[Start of section]

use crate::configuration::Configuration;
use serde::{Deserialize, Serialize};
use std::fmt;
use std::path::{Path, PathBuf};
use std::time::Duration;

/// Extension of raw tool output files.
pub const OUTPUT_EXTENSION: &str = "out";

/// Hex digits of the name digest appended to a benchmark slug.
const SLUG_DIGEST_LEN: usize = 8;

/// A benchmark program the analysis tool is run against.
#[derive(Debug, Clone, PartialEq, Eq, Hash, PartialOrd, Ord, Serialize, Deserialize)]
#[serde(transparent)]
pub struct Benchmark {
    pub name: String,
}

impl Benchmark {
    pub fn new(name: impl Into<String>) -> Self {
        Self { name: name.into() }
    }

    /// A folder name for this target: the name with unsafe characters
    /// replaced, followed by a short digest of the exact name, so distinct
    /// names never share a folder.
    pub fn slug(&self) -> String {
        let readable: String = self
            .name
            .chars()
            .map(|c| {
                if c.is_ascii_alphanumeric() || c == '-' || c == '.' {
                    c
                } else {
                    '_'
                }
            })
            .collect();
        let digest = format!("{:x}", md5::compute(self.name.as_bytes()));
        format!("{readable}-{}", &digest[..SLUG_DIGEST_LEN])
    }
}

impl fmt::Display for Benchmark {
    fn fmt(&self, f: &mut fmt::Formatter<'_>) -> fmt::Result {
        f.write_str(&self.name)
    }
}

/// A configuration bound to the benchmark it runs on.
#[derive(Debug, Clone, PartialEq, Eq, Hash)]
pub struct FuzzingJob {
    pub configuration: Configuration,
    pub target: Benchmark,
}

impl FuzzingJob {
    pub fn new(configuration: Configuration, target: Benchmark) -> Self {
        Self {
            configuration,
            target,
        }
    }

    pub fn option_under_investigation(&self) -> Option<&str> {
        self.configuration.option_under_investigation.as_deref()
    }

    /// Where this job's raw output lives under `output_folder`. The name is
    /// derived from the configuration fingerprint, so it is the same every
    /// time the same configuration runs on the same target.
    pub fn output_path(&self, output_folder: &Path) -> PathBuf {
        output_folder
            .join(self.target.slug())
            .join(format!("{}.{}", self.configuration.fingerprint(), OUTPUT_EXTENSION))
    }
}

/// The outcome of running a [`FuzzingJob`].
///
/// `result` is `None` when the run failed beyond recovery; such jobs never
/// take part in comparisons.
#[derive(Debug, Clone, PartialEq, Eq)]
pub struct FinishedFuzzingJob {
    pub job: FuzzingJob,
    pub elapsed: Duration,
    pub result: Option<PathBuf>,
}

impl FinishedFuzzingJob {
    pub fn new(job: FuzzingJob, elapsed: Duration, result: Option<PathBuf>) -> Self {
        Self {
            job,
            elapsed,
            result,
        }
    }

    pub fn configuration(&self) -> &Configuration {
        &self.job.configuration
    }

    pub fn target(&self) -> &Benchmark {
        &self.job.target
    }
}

[End of section]

> **What to do**: Proceeding from the line containing "pub fn new(configuration: Configuration, target: Benchmark)" through the line containing "pub fn option_under_investigation(&self)", transcribe the lines above exactly, both end lines included.

> **Answer for this exercise**:
    pub fn new(configuration: Configuration, target: Benchmark) -> Self {
        Self {
            configuration,
            target,
        }
    }

    pub fn option_under_investigation(&self) -> Option<&str> {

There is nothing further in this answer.